Kurzer Rückblick, ohne jetzt durch die Statistiken zu surfen:
Nach dem Hinrunden-5:2-Sieg in Torgelow habe ich es bei Turus geschrieben, der BFC wird zwei Jahrzehnte nach der Wende erstmals einige Pflichtspiele außerhalb des Nordostens absolvieren, wenn weiterhin in Ruhe gearbeitet werden kann …
Christian Backs hatte die 1. Mannschaft des BFC zum Saisonauftakt übernommen, worauf der ´80er-Jahre-Mief zwischen ihm und den Rudwaleits wieder hoch kam. Robert Rudwaleit & Danny Kukulies verließen den BFC, es wurden einige Unendscheiden eingefahren, das war zu wenig, hatte sich aber mit dem Ausfall des Kapitäns angekündigt. Christian Backs konnte derartige Probleme lösen. Er galt auch nicht als Freund spontaner Fan-und Spieler-Partys im Anschluß nach Punktspielen, er dürfte ohnehin nie dort gesehen worden sein.
Der BFC spielte zunehmend erfolgreicher und attraktiver, das sprach sich schnell herum. Gegen den SV Graue Maus und ähnliche Truppenteile kamen über 1.000 Zuschauer und hatten wieder Freude am Fußball. Backs war an der Linie immer sehr engagiert, er gab keine Ruhe bevor man nicht 3:0 vorne lag. Endlich wurde der Ruhmreiche nicht schon wieder von einem dieser Schläfer angeführt, einem der nur seine Frührente aufbessern wollte.
BFC, der schlafende Riese, am erwachen? Die Konkurrenten nur Bauern? Backs hatte sich von Beginn an gegen derartige Überheblichkeiten ausgesprochen, sehr ausführlich zum Beispiel im Fanzine Zugriff #5, das im Sportforum jeder zweite Besucher kennen dürfte.

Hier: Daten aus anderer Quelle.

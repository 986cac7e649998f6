use std::collections::HashMap;
use std::sync::Arc;
use tokio::sync::{Mutex, OwnedMutexGuard};
use tracing::{debug, error};

use crate::error::CacheError;
use crate::models::snapshot::SessionSnapshot;

#[cfg(feature = "redis-store")]
pub mod redis_store;
pub mod reports;
pub mod rooms;
pub mod session;
pub mod store;

pub use reports::{ReportCache, ReportKey};
pub use session::RoomMatch;
pub use store::{BlobStore, FsStore, MemoryStore, Store};

const PLAN_PREFIX: &str = "plans";
const MAX_PLAN_ID_LEN: usize = 128;

/// Plan ids end up in storage keys, so only `[A-Za-z0-9_-]` is accepted.
pub fn validate_plan_id(plan_id: &str) -> Result<(), CacheError> {
    let ok = !plan_id.is_empty()
        && plan_id.len() <= MAX_PLAN_ID_LEN
        && plan_id.chars().all(|c| c.is_ascii_alphanumeric() || c == '-' || c == '_');
    if ok {
        Ok(())
    } else {
        Err(CacheError::InvalidPlanId(plan_id.to_string()))
    }
}

fn plan_key(plan_id: &str) -> String {
    format!("{}/{}.json", PLAN_PREFIX, plan_id)
}

/// One JSON snapshot per plan on top of a [`BlobStore`].
///
/// Writers to the same plan are serialized by a per-plan async mutex held
/// across load, modify and store. Readers take no lock; the store's atomic
/// `put` keeps them from seeing a half-written snapshot.
pub struct SessionCache<S> {
    store: S,
    locks: Mutex<HashMap<String, Arc<Mutex<()>>>>,
}

impl<S: BlobStore> SessionCache<S> {
    pub fn new(store: S) -> Self {
        Self { store, locks: Mutex::new(HashMap::new()) }
    }

    pub fn store(&self) -> &S {
        &self.store
    }

    async fn lock_plan(&self, plan_id: &str) -> OwnedMutexGuard<()> {
        let lock = {
            let mut locks = self.locks.lock().await;
            // an entry only the map still references has no holder or waiter
            locks.retain(|id, lock| id == plan_id || Arc::strong_count(lock) > 1);
            locks.entry(plan_id.to_string()).or_default().clone()
        };
        lock.lock_owned().await
    }

    /// Drops the lock entry of `plan_id` unless someone holds or awaits it.
    async fn forget_lock(&self, plan_id: &str) {
        let mut locks = self.locks.lock().await;
        if locks.get(plan_id).is_some_and(|lock| Arc::strong_count(lock) == 1) {
            locks.remove(plan_id);
        }
    }

    async fn read_snapshot(&self, plan_id: &str) -> Result<Option<SessionSnapshot>, CacheError> {
        validate_plan_id(plan_id)?;
        let Some(bytes) = self.store.get(&plan_key(plan_id)).await? else {
            return Ok(None);
        };
        match serde_json::from_slice::<SessionSnapshot>(&bytes) {
            Ok(snapshot) => Ok(Some(snapshot)),
            Err(source) => {
                error!(plan_id, error = %source, "Corrupt session snapshot");
                Err(CacheError::Corruption { plan_id: plan_id.to_string(), source })
            }
        }
    }

    async fn write_snapshot(&self, snapshot: &SessionSnapshot) -> Result<(), CacheError> {
        let bytes = serde_json::to_vec_pretty(snapshot)?;
        self.store.put(&plan_key(&snapshot.metadata.plan_id), bytes).await?;
        debug!(
            plan_id = %snapshot.metadata.plan_id,
            rooms = snapshot.rooms.len(),
            "Snapshot written"
        );
        Ok(())
    }

    /// Ids of every stored plan, sorted.
    pub async fn list_plans(&self) -> Result<Vec<String>, CacheError> {
        let keys = self.store.list(PLAN_PREFIX).await?;
        Ok(keys
            .iter()
            .filter_map(|k| k.strip_prefix("plans/")?.strip_suffix(".json"))
            .map(str::to_string)
            .collect())
    }
}

#[cfg(test)]
mod tests {
    use super::*;

    #[tokio::test]
    async fn idle_plan_locks_are_dropped() {
        let cache = SessionCache::new(MemoryStore::new());
        for id in ["a", "b", "c"] {
            drop(cache.lock_plan(id).await);
        }
        let held = cache.lock_plan("d").await;
        assert_eq!(cache.locks.lock().await.len(), 1);

        drop(cache.lock_plan("e").await);
        // "d" is still held, so it stays
        assert!(cache.locks.lock().await.contains_key("d"));
        drop(held);

        cache.create_plan(Some("f")).await.unwrap();
        cache.delete_snapshot("f").await.unwrap();
        assert!(!cache.locks.lock().await.contains_key("f"));
    }

    #[test]
    fn plan_ids_are_restricted() {
        assert!(validate_plan_id("PLAN-2024_01").is_ok());
        assert!(validate_plan_id("").is_err());
        assert!(validate_plan_id("../x").is_err());
        assert!(validate_plan_id("a/b").is_err());
        assert!(validate_plan_id(&"x".repeat(129)).is_err());
    }
}
//! Session token service
//!
//! This module issues and validates the compact bearer tokens that bind a
//! username and role set, signed with HMAC-SHA256 using a server-held
//! symmetric secret injected at startup. Role claims embedded in a token
//! are advisory only; authorization decisions always re-derive permissions
//! from the stored user record so revocations take effect on the next
//! lookup, not at token expiry.

use anyhow::Result;
use jsonwebtoken::{Algorithm, DecodingKey, EncodingKey, Header, Validation, decode, encode};
use serde::{Deserialize, Serialize};
use std::collections::BTreeSet;
use std::time::{SystemTime, UNIX_EPOCH};

use crate::error::AuthError;
use crate::models::Role;

/// Token configuration
#[derive(Debug, Clone)]
pub struct TokenConfig {
    /// Symmetric signing secret
    pub secret: String,
    /// Token expiration time in seconds (default: 24 hours)
    pub expiry_seconds: u64,
}

impl TokenConfig {
    /// Create a new TokenConfig from environment variables
    ///
    /// # Environment Variables
    /// - `SHELFMARK_TOKEN_SECRET`: signing secret (required)
    /// - `SHELFMARK_TOKEN_EXPIRY`: expiry in seconds (default: 86400)
    pub fn from_env() -> Result<Self> {
        let secret = std::env::var("SHELFMARK_TOKEN_SECRET")
            .map_err(|_| anyhow::anyhow!("SHELFMARK_TOKEN_SECRET environment variable not set"))?;

        let expiry_seconds = std::env::var("SHELFMARK_TOKEN_EXPIRY")
            .unwrap_or_else(|_| "86400".to_string())
            .parse()
            .unwrap_or(86_400);

        Ok(TokenConfig {
            secret,
            expiry_seconds,
        })
    }
}

/// Session token claims
#[derive(Debug, Serialize, Deserialize)]
pub struct Claims {
    /// Username
    pub sub: String,
    /// Role set at issuance, advisory only
    pub roles: Vec<Role>,
    /// Issued at time
    pub iat: u64,
    /// Expiration time
    pub exp: u64,
}

/// Session token service
#[derive(Clone)]
pub struct TokenService {
    encoding_key: EncodingKey,
    decoding_key: DecodingKey,
    validation: Validation,
    expiry_seconds: u64,
}

impl TokenService {
    /// Initialize a new token service
    pub fn new(config: &TokenConfig) -> Self {
        let mut validation = Validation::new(Algorithm::HS256);
        validation.validate_exp = true;
        validation.leeway = 0;

        TokenService {
            encoding_key: EncodingKey::from_secret(config.secret.as_bytes()),
            decoding_key: DecodingKey::from_secret(config.secret.as_bytes()),
            validation,
            expiry_seconds: config.expiry_seconds,
        }
    }

    /// Issue a session token for a user
    pub fn issue(&self, username: &str, roles: &BTreeSet<Role>) -> Result<String> {
        let now = SystemTime::now()
            .duration_since(UNIX_EPOCH)
            .map_err(|e| anyhow::anyhow!("Failed to get current time: {}", e))?
            .as_secs();

        let claims = Claims {
            sub: username.to_string(),
            roles: roles.iter().copied().collect(),
            iat: now,
            exp: now + self.expiry_seconds,
        };

        let token = encode(
            &Header::new(Algorithm::HS256),
            &claims,
            &self.encoding_key,
        )?;
        Ok(token)
    }

    /// Validate a token and return the claims
    ///
    /// Fails with `InvalidToken` when the signature does not verify, the
    /// structure is malformed, or the token has expired.
    pub fn verify(&self, token: &str) -> Result<Claims, AuthError> {
        decode::<Claims>(token, &self.decoding_key, &self.validation)
            .map(|data| data.claims)
            .map_err(|_| AuthError::InvalidToken)
    }

    /// Get the token expiry time in seconds
    pub fn expiry_seconds(&self) -> u64 {
        self.expiry_seconds
    }
}

#[cfg(test)]
mod tests {
    use super::*;

    fn test_service() -> TokenService {
        TokenService::new(&TokenConfig {
            secret: "test-secret".to_string(),
            expiry_seconds: 86_400,
        })
    }

    fn roles(list: &[Role]) -> BTreeSet<Role> {
        list.iter().copied().collect()
    }

    #[test]
    fn verify_accepts_freshly_issued_token() {
        let service = test_service();
        let token = service.issue("alice", &roles(&[Role::Editor])).unwrap();

        let claims = service.verify(&token).unwrap();
        assert_eq!(claims.sub, "alice");
        assert_eq!(claims.roles, vec![Role::Editor]);
        assert_eq!(claims.exp, claims.iat + 86_400);
    }

    #[test]
    fn verify_rejects_tampered_token() {
        let service = test_service();
        let token = service.issue("alice", &roles(&[Role::Viewer])).unwrap();

        // Flip a character in the signature segment
        let mut tampered = token.clone();
        let last = tampered.pop().unwrap();
        tampered.push(if last == 'A' { 'B' } else { 'A' });

        assert_eq!(service.verify(&tampered).unwrap_err(), AuthError::InvalidToken);
    }

    #[test]
    fn verify_rejects_token_signed_with_other_secret() {
        let service = test_service();
        let other = TokenService::new(&TokenConfig {
            secret: "other-secret".to_string(),
            expiry_seconds: 86_400,
        });

        let token = other.issue("alice", &roles(&[Role::Viewer])).unwrap();
        assert_eq!(service.verify(&token).unwrap_err(), AuthError::InvalidToken);
    }

    #[test]
    fn verify_rejects_expired_token() {
        let service = test_service();

        let now = SystemTime::now()
            .duration_since(UNIX_EPOCH)
            .unwrap()
            .as_secs();
        let claims = Claims {
            sub: "alice".to_string(),
            roles: vec![Role::Viewer],
            iat: now - 7_200,
            exp: now - 3_600,
        };
        let expired = encode(
            &Header::new(Algorithm::HS256),
            &claims,
            &EncodingKey::from_secret(b"test-secret"),
        )
        .unwrap();

        assert_eq!(service.verify(&expired).unwrap_err(), AuthError::InvalidToken);
    }

    #[test]
    fn verify_rejects_garbage() {
        let service = test_service();
        assert_eq!(
            service.verify("not-a-token").unwrap_err(),
            AuthError::InvalidToken
        );
    }
}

Von Beginn an galt Backs als Trainer, der sehr viel Wert auf das Konditionstraining legte. Dauerlauf um den Orankesee. Alte Ostschule wahrscheinlich. Ein Fakt, der viele Fans positiv aufhorchen ließ, zumal man einige Spieler in den Vorjahren vorschnell einbrechen sah. In der Hinrunde sah man die positiven Resultate auf dem Platz, die Runde wurde als Tabellenführer beendet, mit einem Punkt Vorsprung, trotz der 2:4-Heimniederlage gegen Neustrelitz. Doch spätestens nach dieser Pleite dürften sich die wenigsten Fans ein Finale in Neustrelitz wünschen.
Der ewige Winter brachte die Wettbewerbsverzehrung mit sich, die man Energie Cottbus II schlecht zum Vorwurf machen kann. Der BFC verfügte kaum über akzeptable Trainingsbedingungen, er war einige Spiele im Rückstand. Es ließ sich nicht umgehen, das Spitzenspiel im Stadion der Freundschaft sollte gleich zum Auftakt statt finden. Das Resultat ist bekannt. 2:0 verloren. Nicht mal 2.000 Berliner Fans konnten die Truppe elektrisieren.
Eine Niederlage, eigentlich kein Drama. Aber konnte Backs die Spieler noch erreichen? Das Training soll weitestgehend öde ausgesehen haben, und wer die letzten Spiele sah, kann das auch glauben. Einige Talente, plötzlich ein Grauen. Gab es Einzelgespräche oder wenigstens einen heißen Draht zwischen Trainer und Kapitän …? Backs war einst ein verschmitzter Typ.
In der Chefetage sah man das Erreichen des Ziels unter Backs stark gefährdet. Niemand will in dieser Saison, und damit bis in alle Ewigkeit, eine Holzmedaille gewinnen. Dass Backs dieses Ziel meines Wissens nie als Kampfansage formulierte, stieß den Verantwortlichen auf, auch wenn man als Fan aus seinem Engagement an der Seitenlinie schließen konnte, dass er das gleiche Ziel verfolgt. Dazu steht Backs, der langjährige BFC-Spieler und ehemalige DDR-Meister, eigentlich auch sonst zu sehr im Leben, als das er im Sportforum eine halbe Sache machen will.
Irgendwie hat wohl auch die Mannschaft den Trainer entlassen. Bleibt zu fordern, dass das nicht einreißt. Sprengkörper zur Konkurrenz.
Danke Christian Backs. Viel Erfolg Heiko Bonan.